Task goal:
Read the records beneath this task and copy every line that contains the string "only".

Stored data
——

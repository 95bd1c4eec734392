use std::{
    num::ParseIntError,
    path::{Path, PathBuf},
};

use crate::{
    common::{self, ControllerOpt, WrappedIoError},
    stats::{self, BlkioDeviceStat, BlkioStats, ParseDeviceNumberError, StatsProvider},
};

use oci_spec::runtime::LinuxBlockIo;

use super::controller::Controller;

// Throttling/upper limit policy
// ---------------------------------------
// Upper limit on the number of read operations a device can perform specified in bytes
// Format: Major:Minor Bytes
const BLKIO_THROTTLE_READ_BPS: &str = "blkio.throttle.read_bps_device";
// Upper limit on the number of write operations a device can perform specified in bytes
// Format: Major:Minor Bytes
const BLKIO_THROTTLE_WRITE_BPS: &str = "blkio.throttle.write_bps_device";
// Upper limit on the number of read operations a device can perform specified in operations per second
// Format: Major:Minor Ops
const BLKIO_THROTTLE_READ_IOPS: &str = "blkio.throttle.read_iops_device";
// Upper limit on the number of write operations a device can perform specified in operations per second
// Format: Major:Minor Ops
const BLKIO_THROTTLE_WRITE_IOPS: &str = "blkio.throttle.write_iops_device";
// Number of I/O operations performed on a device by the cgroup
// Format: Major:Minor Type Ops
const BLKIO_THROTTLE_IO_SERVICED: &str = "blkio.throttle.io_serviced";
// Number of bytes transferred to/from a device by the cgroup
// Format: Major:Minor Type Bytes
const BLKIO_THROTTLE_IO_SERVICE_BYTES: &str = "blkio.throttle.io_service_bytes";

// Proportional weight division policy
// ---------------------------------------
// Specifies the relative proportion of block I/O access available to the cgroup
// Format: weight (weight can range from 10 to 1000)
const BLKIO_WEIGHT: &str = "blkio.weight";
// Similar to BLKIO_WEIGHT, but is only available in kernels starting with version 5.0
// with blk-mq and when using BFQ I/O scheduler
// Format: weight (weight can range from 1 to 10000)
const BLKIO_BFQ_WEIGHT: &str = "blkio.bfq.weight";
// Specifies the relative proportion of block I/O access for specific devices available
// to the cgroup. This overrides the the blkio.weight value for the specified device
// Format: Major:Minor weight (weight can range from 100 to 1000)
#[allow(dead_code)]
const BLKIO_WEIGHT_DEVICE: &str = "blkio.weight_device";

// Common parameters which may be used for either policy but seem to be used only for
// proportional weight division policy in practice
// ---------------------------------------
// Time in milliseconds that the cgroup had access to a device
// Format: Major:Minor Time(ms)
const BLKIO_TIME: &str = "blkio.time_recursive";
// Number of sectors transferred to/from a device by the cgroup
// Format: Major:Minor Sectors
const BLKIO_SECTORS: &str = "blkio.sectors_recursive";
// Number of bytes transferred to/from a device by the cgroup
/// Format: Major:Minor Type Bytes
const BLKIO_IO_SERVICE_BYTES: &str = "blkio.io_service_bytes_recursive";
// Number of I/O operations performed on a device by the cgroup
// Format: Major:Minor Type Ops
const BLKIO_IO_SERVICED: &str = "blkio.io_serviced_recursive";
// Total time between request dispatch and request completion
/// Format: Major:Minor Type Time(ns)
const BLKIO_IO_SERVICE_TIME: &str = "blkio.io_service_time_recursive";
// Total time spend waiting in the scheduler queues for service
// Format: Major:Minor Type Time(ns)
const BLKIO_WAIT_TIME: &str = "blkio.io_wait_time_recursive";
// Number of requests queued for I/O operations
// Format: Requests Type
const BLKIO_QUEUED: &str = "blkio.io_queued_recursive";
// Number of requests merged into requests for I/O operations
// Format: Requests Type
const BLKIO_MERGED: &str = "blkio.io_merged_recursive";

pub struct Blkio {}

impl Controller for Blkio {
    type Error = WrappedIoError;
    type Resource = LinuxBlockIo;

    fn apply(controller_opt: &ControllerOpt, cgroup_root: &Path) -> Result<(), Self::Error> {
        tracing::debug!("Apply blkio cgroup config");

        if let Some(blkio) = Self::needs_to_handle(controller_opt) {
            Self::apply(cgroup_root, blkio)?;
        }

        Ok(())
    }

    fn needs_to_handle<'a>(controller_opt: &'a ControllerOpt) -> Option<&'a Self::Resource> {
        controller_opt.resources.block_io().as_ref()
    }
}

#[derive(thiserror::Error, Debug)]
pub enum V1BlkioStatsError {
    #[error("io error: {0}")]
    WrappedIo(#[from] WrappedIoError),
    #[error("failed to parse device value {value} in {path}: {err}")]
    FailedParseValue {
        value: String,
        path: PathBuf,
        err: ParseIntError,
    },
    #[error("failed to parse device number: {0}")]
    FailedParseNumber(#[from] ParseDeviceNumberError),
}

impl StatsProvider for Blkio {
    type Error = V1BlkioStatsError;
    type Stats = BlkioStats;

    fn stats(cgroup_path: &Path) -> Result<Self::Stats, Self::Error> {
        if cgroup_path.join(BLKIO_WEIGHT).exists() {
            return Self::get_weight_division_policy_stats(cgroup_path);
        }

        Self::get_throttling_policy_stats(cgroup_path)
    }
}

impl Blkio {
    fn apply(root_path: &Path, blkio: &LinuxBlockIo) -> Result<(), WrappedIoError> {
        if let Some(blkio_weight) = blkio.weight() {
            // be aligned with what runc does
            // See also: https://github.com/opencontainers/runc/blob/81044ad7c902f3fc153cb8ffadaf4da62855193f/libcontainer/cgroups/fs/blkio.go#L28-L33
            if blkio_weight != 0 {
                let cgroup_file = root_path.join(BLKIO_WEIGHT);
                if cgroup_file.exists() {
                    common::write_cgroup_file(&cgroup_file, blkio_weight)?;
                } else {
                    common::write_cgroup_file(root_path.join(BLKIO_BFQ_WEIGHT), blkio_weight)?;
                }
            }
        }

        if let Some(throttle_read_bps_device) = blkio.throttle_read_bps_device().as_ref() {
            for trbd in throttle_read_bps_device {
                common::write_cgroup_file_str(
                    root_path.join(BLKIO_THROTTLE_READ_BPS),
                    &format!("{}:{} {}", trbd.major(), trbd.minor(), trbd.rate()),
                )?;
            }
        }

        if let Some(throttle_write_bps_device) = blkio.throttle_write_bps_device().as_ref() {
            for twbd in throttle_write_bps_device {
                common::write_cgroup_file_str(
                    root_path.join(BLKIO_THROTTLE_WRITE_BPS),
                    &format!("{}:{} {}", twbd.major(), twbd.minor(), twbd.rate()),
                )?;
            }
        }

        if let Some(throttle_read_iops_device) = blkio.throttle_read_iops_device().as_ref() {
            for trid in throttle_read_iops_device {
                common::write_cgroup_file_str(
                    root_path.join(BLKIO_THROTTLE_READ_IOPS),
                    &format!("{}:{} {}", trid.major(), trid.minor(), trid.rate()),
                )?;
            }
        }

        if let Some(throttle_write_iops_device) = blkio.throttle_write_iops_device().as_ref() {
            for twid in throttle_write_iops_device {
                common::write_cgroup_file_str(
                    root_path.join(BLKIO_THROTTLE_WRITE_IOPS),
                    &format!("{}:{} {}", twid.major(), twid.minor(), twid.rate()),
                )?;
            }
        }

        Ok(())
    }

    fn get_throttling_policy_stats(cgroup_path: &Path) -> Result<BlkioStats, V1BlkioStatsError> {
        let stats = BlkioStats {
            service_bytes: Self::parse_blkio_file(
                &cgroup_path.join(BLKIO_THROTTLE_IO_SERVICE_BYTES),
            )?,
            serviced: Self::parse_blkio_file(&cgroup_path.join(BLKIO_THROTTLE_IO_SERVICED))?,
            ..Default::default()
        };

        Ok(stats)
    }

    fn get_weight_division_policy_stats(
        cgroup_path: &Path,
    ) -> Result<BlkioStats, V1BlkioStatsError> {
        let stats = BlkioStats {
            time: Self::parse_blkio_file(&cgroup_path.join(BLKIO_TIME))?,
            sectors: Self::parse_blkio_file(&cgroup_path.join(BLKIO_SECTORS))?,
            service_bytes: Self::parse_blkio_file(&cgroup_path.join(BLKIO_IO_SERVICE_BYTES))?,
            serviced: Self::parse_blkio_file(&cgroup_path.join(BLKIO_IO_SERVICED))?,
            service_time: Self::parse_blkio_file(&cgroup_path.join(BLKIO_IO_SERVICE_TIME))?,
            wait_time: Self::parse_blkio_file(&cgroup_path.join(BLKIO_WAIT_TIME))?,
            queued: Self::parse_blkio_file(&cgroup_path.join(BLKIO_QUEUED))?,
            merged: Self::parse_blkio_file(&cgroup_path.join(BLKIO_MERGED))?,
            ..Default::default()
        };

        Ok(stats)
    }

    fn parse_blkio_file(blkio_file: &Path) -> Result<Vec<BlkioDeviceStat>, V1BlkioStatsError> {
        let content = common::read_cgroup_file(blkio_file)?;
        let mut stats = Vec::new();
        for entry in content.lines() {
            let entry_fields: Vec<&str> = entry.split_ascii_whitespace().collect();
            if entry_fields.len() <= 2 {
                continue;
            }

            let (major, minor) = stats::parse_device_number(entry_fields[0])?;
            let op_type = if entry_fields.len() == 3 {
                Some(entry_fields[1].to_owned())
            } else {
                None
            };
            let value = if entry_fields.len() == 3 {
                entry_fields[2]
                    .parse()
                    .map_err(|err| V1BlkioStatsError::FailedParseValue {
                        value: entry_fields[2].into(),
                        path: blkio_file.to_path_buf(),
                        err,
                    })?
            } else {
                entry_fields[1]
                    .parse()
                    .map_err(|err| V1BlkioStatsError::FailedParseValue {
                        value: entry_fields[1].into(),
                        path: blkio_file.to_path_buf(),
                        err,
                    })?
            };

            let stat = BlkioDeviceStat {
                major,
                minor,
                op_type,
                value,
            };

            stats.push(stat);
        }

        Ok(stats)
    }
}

——

Response:
// Similar to BLKIO_WEIGHT, but is only available in kernels starting with version 5.0
// Common parameters which may be used for either policy but seem to be used only for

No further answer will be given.